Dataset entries
-- Opening Marker --

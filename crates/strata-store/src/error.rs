use std::path::PathBuf;

use strata_types::ObjectId;

/// Errors from object store operations.
#[derive(Debug, thiserror::Error)]
pub enum StoreError {
    /// The requested object was not found.
    #[error("object not found: {0}")]
    NotFound(ObjectId),

    /// Content hash mismatch on read (data corruption).
    #[error("hash mismatch: requested {requested}, computed {computed}")]
    HashMismatch {
        requested: ObjectId,
        computed: ObjectId,
    },

    /// A storage location exists but is not a readable object file.
    #[error("corrupt storage at {}: {reason}", .path.display())]
    StorageCorrupt { path: PathBuf, reason: String },

    /// Zlib stream could not be decompressed.
    #[error("corrupt compressed stream: {0}")]
    CorruptStream(String),

    /// The stored frame or payload failed to decode.
    #[error(transparent)]
    Codec(#[from] strata_codec::CodecError),

    /// I/O error from the underlying storage backend.
    #[error("I/O error: {0}")]
    Io(#[from] std::io::Error),

    /// Attempted to store under the null object ID.
    #[error("cannot store object with null ID")]
    NullObjectId,
}

/// Result alias for store operations.
pub type StoreResult<T> = Result<T, StoreError>;
//! Road geometry derived from the viewport
//!
//! Every run-time position in the sim lives in layout units: the same
//! coordinate space the renderer draws in, origin at the top-left, y
//! growing downward. All geometry is recomputed from scratch on resize so
//! the sim never accumulates rounding from incremental adjustments.

use serde::{Deserialize, Serialize};

use crate::consts::*;

/// Road geometry for the current viewport.
///
/// `road_left`/`road_width` describe the drivable band between the two
/// shoulders; `lane_width` is always `road_width / 3`.
#[derive(Debug, Clone, Copy, PartialEq, Serialize, Deserialize)]
pub struct RoadLayout {
    pub width: f32,
    pub height: f32,
    pub shoulder_width: f32,
    pub road_left: f32,
    pub road_width: f32,
    pub lane_width: f32,
    /// Renderer zoom factor; scroll speed is divided by it so perceived
    /// on-screen speed stays constant across zoom levels
    pub render_scale: f32,
}

impl Default for RoadLayout {
    fn default() -> Self {
        Self::new(0.0, 0.0)
    }
}

impl RoadLayout {
    /// Compute the full layout for a viewport.
    ///
    /// The shoulder is 18% of the width, at least 40 units, and never more
    /// than 28% of the width. The floor wins on narrow viewports, so the
    /// upper ratio is applied last and the road band collapses toward zero
    /// instead of going negative.
    pub fn new(width: f32, height: f32) -> Self {
        let shoulder_width = (width * SHOULDER_RATIO)
            .max(SHOULDER_MIN)
            .min(width * SHOULDER_MAX_RATIO);
        let road_width = (width - 2.0 * shoulder_width).max(0.0);
        Self {
            width,
            height,
            shoulder_width,
            road_left: shoulder_width,
            road_width,
            lane_width: road_width / LANE_COUNT as f32,
            render_scale: 1.0,
        }
    }

    /// Apply a new viewport size, keeping the current render scale.
    ///
    /// Returns `false` (and leaves the layout untouched) when both
    /// dimensions moved by less than half a unit, which filters the
    /// sub-pixel resize chatter some window systems emit every frame.
    pub fn resize(&mut self, width: f32, height: f32) -> bool {
        if (width - self.width).abs() < RESIZE_EPSILON
            && (height - self.height).abs() < RESIZE_EPSILON
        {
            return false;
        }
        let render_scale = self.render_scale;
        *self = Self::new(width, height);
        self.render_scale = render_scale;
        true
    }

    /// True once a real viewport has been applied
    pub fn is_sized(&self) -> bool {
        self.width > 0.0 && self.height > 0.0
    }

    /// Horizontal center of a lane (0 = leftmost)
    pub fn lane_center_x(&self, lane: usize) -> f32 {
        self.road_left + self.lane_width * (lane as f32 + 0.5)
    }

    /// Player car size `(width, height)` for this viewport
    pub fn player_size(&self) -> (f32, f32) {
        let w = (self.lane_width * PLAYER_WIDTH_LANE_RATIO)
            .min(self.height * PLAYER_WIDTH_HEIGHT_RATIO);
        (w, w * CAR_ASPECT)
    }

    /// Base width obstacles and pickups scale their sprites from
    pub fn base_entity_width(&self) -> f32 {
        (self.lane_width * ENTITY_WIDTH_LANE_RATIO)
            .min(self.height * ENTITY_WIDTH_HEIGHT_RATIO)
    }

    /// Scroll speed divided by the clamped render scale
    pub fn world_speed(&self, scroll_speed: f32) -> f32 {
        scroll_speed
            / self
                .render_scale
                .clamp(RENDER_SCALE_MIN, RENDER_SCALE_MAX)
    }
}
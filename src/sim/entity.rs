//! Road entities: obstacles, pickups and shoulder scenery
//!
//! All per-kind tuning lives in the match tables here so a balance pass
//! touches exactly one file.

use glam::Vec2;
use serde::{Deserialize, Serialize};

use crate::consts::*;
use crate::sim::layout::RoadLayout;

/// Everything that scrolls down the screen toward the player.
#[derive(Debug, Clone, Copy, PartialEq, Eq, Serialize, Deserialize)]
pub enum EntityKind {
    /// Oncoming car; costs a life on contact
    Enemy,
    /// Pickup worth bonus score
    Coin,
    /// Pickup restoring one life
    Fuel,
    /// Pickup granting invincibility
    Star,
    /// Shoulder scenery; never collides
    Tree,
}

impl EntityKind {
    pub const ALL: [EntityKind; 5] = [
        EntityKind::Enemy,
        EntityKind::Coin,
        EntityKind::Fuel,
        EntityKind::Star,
        EntityKind::Tree,
    ];

    /// Most entities of this kind alive at once
    pub fn cap(self) -> usize {
        match self {
            EntityKind::Enemy => 2,
            EntityKind::Coin => 3,
            EntityKind::Fuel => 1,
            EntityKind::Star => 1,
            EntityKind::Tree => 4,
        }
    }

    /// Clearance required between a fresh spawn and everything already on
    /// the road, in layout units
    pub fn spawn_padding(self) -> f32 {
        match self {
            EntityKind::Enemy => 20.0,
            EntityKind::Coin => 18.0,
            EntityKind::Fuel => 24.0,
            EntityKind::Star => 26.0,
            EntityKind::Tree => 12.0,
        }
    }

    /// Delay range between successful spawns, in seconds
    pub fn timer_range(self) -> (f32, f32) {
        match self {
            EntityKind::Enemy => (0.75, 1.35),
            EntityKind::Coin => (1.0, 1.8),
            EntityKind::Fuel => (12.0, 20.0),
            EntityKind::Star => (18.0, 32.0),
            EntityKind::Tree => (1.4, 2.6),
        }
    }

    /// Delay before the first spawn attempt of a fresh run, in seconds
    pub fn initial_delay(self) -> f32 {
        match self {
            EntityKind::Enemy => 5.0,
            EntityKind::Coin => 6.0,
            EntityKind::Fuel => 12.0,
            EntityKind::Star => 16.0,
            EntityKind::Tree => 2.5,
        }
    }

    /// Lane-bound kinds roll one of the three lanes; trees land on the
    /// shoulders instead
    pub fn is_lane_bound(self) -> bool {
        !matches!(self, EntityKind::Tree)
    }

    /// Sprite size for a given base width
    fn sprite_size(self, base: f32) -> (f32, f32) {
        match self {
            EntityKind::Enemy => (base, base * CAR_ASPECT),
            EntityKind::Coin => (base * 0.45, base * 0.45),
            EntityKind::Fuel => (base * 0.55, base * 0.55),
            EntityKind::Star => (base * 0.65, base * 0.65),
            // shoulder trees get their size from the spawner
            EntityKind::Tree => (base, base),
        }
    }
}

/// One entity on the road. Position is the top-left corner of its box.
#[derive(Debug, Clone, Copy, PartialEq, Serialize, Deserialize)]
pub struct Entity {
    pub kind: EntityKind,
    pub pos: Vec2,
    pub size: Vec2,
    /// Lane index for lane-bound kinds; `None` for shoulder trees
    pub lane: Option<usize>,
}

impl Entity {
    /// Build a lane-bound entity sized for the current layout, centered on
    /// the lane and parked just above the top edge of the viewport.
    pub fn for_lane(kind: EntityKind, lane: usize, layout: &RoadLayout) -> Self {
        debug_assert!(kind.is_lane_bound(), "trees use Entity::tree");
        let (w, h) = kind.sprite_size(layout.base_entity_width());
        Self {
            kind,
            pos: Vec2::new(
                layout.lane_center_x(lane) - w / 2.0,
                -(h + SPAWN_Y_MARGIN),
            ),
            size: Vec2::new(w, h),
            lane: Some(lane),
        }
    }

    /// Build a shoulder tree with a square sprite of `size`, left edge at `x`.
    pub fn tree(x: f32, size: f32) -> Self {
        Self {
            kind: EntityKind::Tree,
            pos: Vec2::new(x, -(size + SPAWN_Y_MARGIN)),
            size: Vec2::splat(size),
            lane: None,
        }
    }

    /// Bottom edge of the entity's box
    pub fn bottom(&self) -> f32 {
        self.pos.y + self.size.y
    }
}

#[cfg(test)]
mod tests {
    use super::*;

    fn assert_close(a: f32, b: f32) {
        assert!((a - b).abs() < 1e-3, "expected {b}, got {a}");
    }

    #[test]
    fn test_enemy_sized_from_lane_width() {
        let layout = RoadLayout::new(800.0, 600.0);
        let base = layout.lane_width * 0.52;
        let e = Entity::for_lane(EntityKind::Enemy, 1, &layout);
        assert_close(e.size.x, base);
        assert_close(e.size.y, base * 1.6);
        assert_eq!(e.lane, Some(1));
    }

    #[test]
    fn test_entity_centered_on_lane_above_viewport() {
        let layout = RoadLayout::new(800.0, 600.0);
        for lane in 0..3 {
            let e = Entity::for_lane(EntityKind::Coin, lane, &layout);
            assert_close(e.pos.x + e.size.x / 2.0, layout.lane_center_x(lane));
            assert_close(e.bottom(), -10.0);
        }
    }

    #[test]
    fn test_pickups_are_squares_scaled_off_the_base() {
        let layout = RoadLayout::new(800.0, 600.0);
        let base = layout.base_entity_width();
        for (kind, scale) in [
            (EntityKind::Coin, 0.45),
            (EntityKind::Fuel, 0.55),
            (EntityKind::Star, 0.65),
        ] {
            let e = Entity::for_lane(kind, 0, &layout);
            assert_close(e.size.x, base * scale);
            assert_eq!(e.size.x, e.size.y);
        }
    }

    #[test]
    fn test_base_width_capped_by_viewport_height() {
        // Short viewport: 20% of height beats 52% of lane width
        let layout = RoadLayout::new(2000.0, 300.0);
        let e = Entity::for_lane(EntityKind::Enemy, 0, &layout);
        assert_close(e.size.x, 60.0);
    }

    #[test]
    fn test_tree_is_square_and_laneless() {
        let t = Entity::tree(12.0, 48.0);
        assert_eq!(t.lane, None);
        assert_eq!(t.size, Vec2::splat(48.0));
        assert_close(t.pos.y, -58.0);
        assert!(!t.kind.is_lane_bound());
    }

    #[test]
    fn test_kind_tables_cover_every_variant() {
        for kind in EntityKind::ALL {
            assert!(kind.cap() >= 1);
            assert!(kind.spawn_padding() > 0.0);
            let (lo, hi) = kind.timer_range();
            assert!(0.0 < lo && lo < hi);
            assert!(kind.initial_delay() > 0.0);
        }
    }
}
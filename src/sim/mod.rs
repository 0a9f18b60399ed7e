//! Deterministic simulation module
//!
//! All gameplay logic lives here. This module must be pure and deterministic:
//! - Variable timestep, but every mutation flows from `advance`
//! - Seeded RNG only, always passed in by the caller
//! - Stable entity order (spawn order, reverse-index removal)
//! - No rendering or platform dependencies

pub mod collision;
pub mod entity;
pub mod layout;
pub mod spawn;
pub mod state;
pub mod tick;

pub use collision::{aabb_overlap, resolve};
pub use entity::{Entity, EntityKind};
pub use layout::RoadLayout;
pub use spawn::is_area_clear;
pub use state::{GameEvent, GameState, Player, SpawnTimers};
pub use tick::advance;
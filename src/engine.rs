//! Engine facade
//!
//! Owns the game state, the seeded RNG and the player profile, and is the
//! only mutation path the shell gets. Collaborators read `state()` for
//! drawing and drain the event queue once per frame for audio/UI cues.

use rand::SeedableRng;
use rand_pcg::Pcg32;

use crate::consts::*;
use crate::profile::Profile;
use crate::sim::{self, GameEvent, GameState};

pub struct Engine {
    state: GameState,
    rng: Pcg32,
    profile: Box<dyn Profile>,
}

impl Engine {
    /// Build an engine and start the first run.
    ///
    /// The same seed and the same call sequence reproduce a run exactly;
    /// resets continue the RNG stream so consecutive runs differ.
    pub fn new(seed: u64, profile: Box<dyn Profile>) -> Self {
        let mut engine = Self {
            state: GameState::new(),
            rng: Pcg32::seed_from_u64(seed),
            profile,
        };
        engine.reset();
        engine
    }

    /// Start a fresh run from the profile's current upgrades.
    pub fn reset(&mut self) {
        let (max_lives, invincibility) = self.sanitized_upgrades();
        self.state.start_run(max_lives, invincibility);
        self.state.high_score = self.profile.high_score();
    }

    /// Profile values pass through here so a hand-edited or stale save
    /// cannot push the sim outside its tuning ranges.
    fn sanitized_upgrades(&self) -> (u8, f32) {
        let mut max_lives = self.profile.max_lives();
        if !(MAX_LIVES_MIN..=MAX_LIVES_MAX).contains(&max_lives) {
            log::warn!(
                "Profile max lives {max_lives} outside {MAX_LIVES_MIN}..={MAX_LIVES_MAX}, clamping"
            );
            max_lives = max_lives.clamp(MAX_LIVES_MIN, MAX_LIVES_MAX);
        }

        let mut duration = self.profile.invincibility_duration();
        if !duration.is_finite() {
            log::warn!("Profile invincibility duration is not finite, using minimum");
            duration = INVINCIBILITY_MIN;
        } else if !(INVINCIBILITY_MIN..=INVINCIBILITY_MAX).contains(&duration) {
            log::warn!(
                "Profile invincibility {duration}s outside {INVINCIBILITY_MIN}..={INVINCIBILITY_MAX}, clamping"
            );
            duration = duration.clamp(INVINCIBILITY_MIN, INVINCIBILITY_MAX);
        }

        (max_lives, duration)
    }

    /// Advance the simulation by `dt` seconds.
    pub fn update(&mut self, dt: f32) {
        let was_over = self.state.game_over;
        sim::advance(&mut self.state, &mut self.rng, dt);
        if !was_over && self.state.game_over {
            self.finish_run();
        }
    }

    /// Run bookkeeping for the frame the run ended on.
    fn finish_run(&mut self) {
        let score = self.state.score();
        if score > self.profile.high_score() {
            self.profile.set_high_score(score);
            log::info!("New high score: {score}");
        }
        log::info!(
            "Run over: {:.1}s survived, {} points, {} coins",
            self.state.time_alive,
            score,
            self.state.coins_this_run
        );
    }

    /// Apply a viewport size in layout units.
    pub fn resize(&mut self, width: f32, height: f32) {
        self.state.resize(width, height);
    }

    /// Steer one lane left (-1) or right (+1).
    pub fn try_move_lane(&mut self, dir: i32) {
        self.state.try_move_lane(dir);
    }

    pub fn set_paused(&mut self, paused: bool) {
        self.state.paused = paused;
    }

    /// Record the renderer's zoom so scroll speed can compensate for it.
    /// Stored raw; the sim clamps at the point of use.
    pub fn set_render_scale(&mut self, scale: f32) {
        self.state.layout.render_scale = scale;
    }

    pub fn select_skin(&mut self, skin: u32) {
        self.state.selected_skin = skin;
    }

    /// Read-only view of the live state
    pub fn state(&self) -> &GameState {
        &self.state
    }

    pub fn profile(&self) -> &dyn Profile {
        self.profile.as_ref()
    }

    /// Take this frame's events, leaving the queue empty.
    pub fn drain_events(&mut self) -> Vec<GameEvent> {
        std::mem::take(&mut self.state.events)
    }
}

-- Closing Marker --

*Action item*. Look above for the line holding "for store operations." and the line holding "emit every frame.". Retype both, and every line between them, word for word and nothing else.

*Problem solution*.
/// Result alias for store operations.
pub type StoreResult<T> = Result<T, StoreError>;
//! Road geometry derived from the viewport
//!
//! Every run-time position in the sim lives in layout units: the same
//! coordinate space the renderer draws in, origin at the top-left, y
//! growing downward. All geometry is recomputed from scratch on resize so
//! the sim never accumulates rounding from incremental adjustments.

use serde::{Deserialize, Serialize};

use crate::consts::*;

/// Road geometry for the current viewport.
///
/// `road_left`/`road_width` describe the drivable band between the two
/// shoulders; `lane_width` is always `road_width / 3`.
#[derive(Debug, Clone, Copy, PartialEq, Serialize, Deserialize)]
pub struct RoadLayout {
    pub width: f32,
    pub height: f32,
    pub shoulder_width: f32,
    pub road_left: f32,
    pub road_width: f32,
    pub lane_width: f32,
    /// Renderer zoom factor; scroll speed is divided by it so perceived
    /// on-screen speed stays constant across zoom levels
    pub render_scale: f32,
}

impl Default for RoadLayout {
    fn default() -> Self {
        Self::new(0.0, 0.0)
    }
}

impl RoadLayout {
    /// Compute the full layout for a viewport.
    ///
    /// The shoulder is 18% of the width, at least 40 units, and never more
    /// than 28% of the width. The floor wins on narrow viewports, so the
    /// upper ratio is applied last and the road band collapses toward zero
    /// instead of going negative.
    pub fn new(width: f32, height: f32) -> Self {
        let shoulder_width = (width * SHOULDER_RATIO)
            .max(SHOULDER_MIN)
            .min(width * SHOULDER_MAX_RATIO);
        let road_width = (width - 2.0 * shoulder_width).max(0.0);
        Self {
            width,
            height,
            shoulder_width,
            road_left: shoulder_width,
            road_width,
            lane_width: road_width / LANE_COUNT as f32,
            render_scale: 1.0,
        }
    }

    /// Apply a new viewport size, keeping the current render scale.
    ///
    /// Returns `false` (and leaves the layout untouched) when both
    /// dimensions moved by less than half a unit, which filters the
    /// sub-pixel resize chatter some window systems emit every frame.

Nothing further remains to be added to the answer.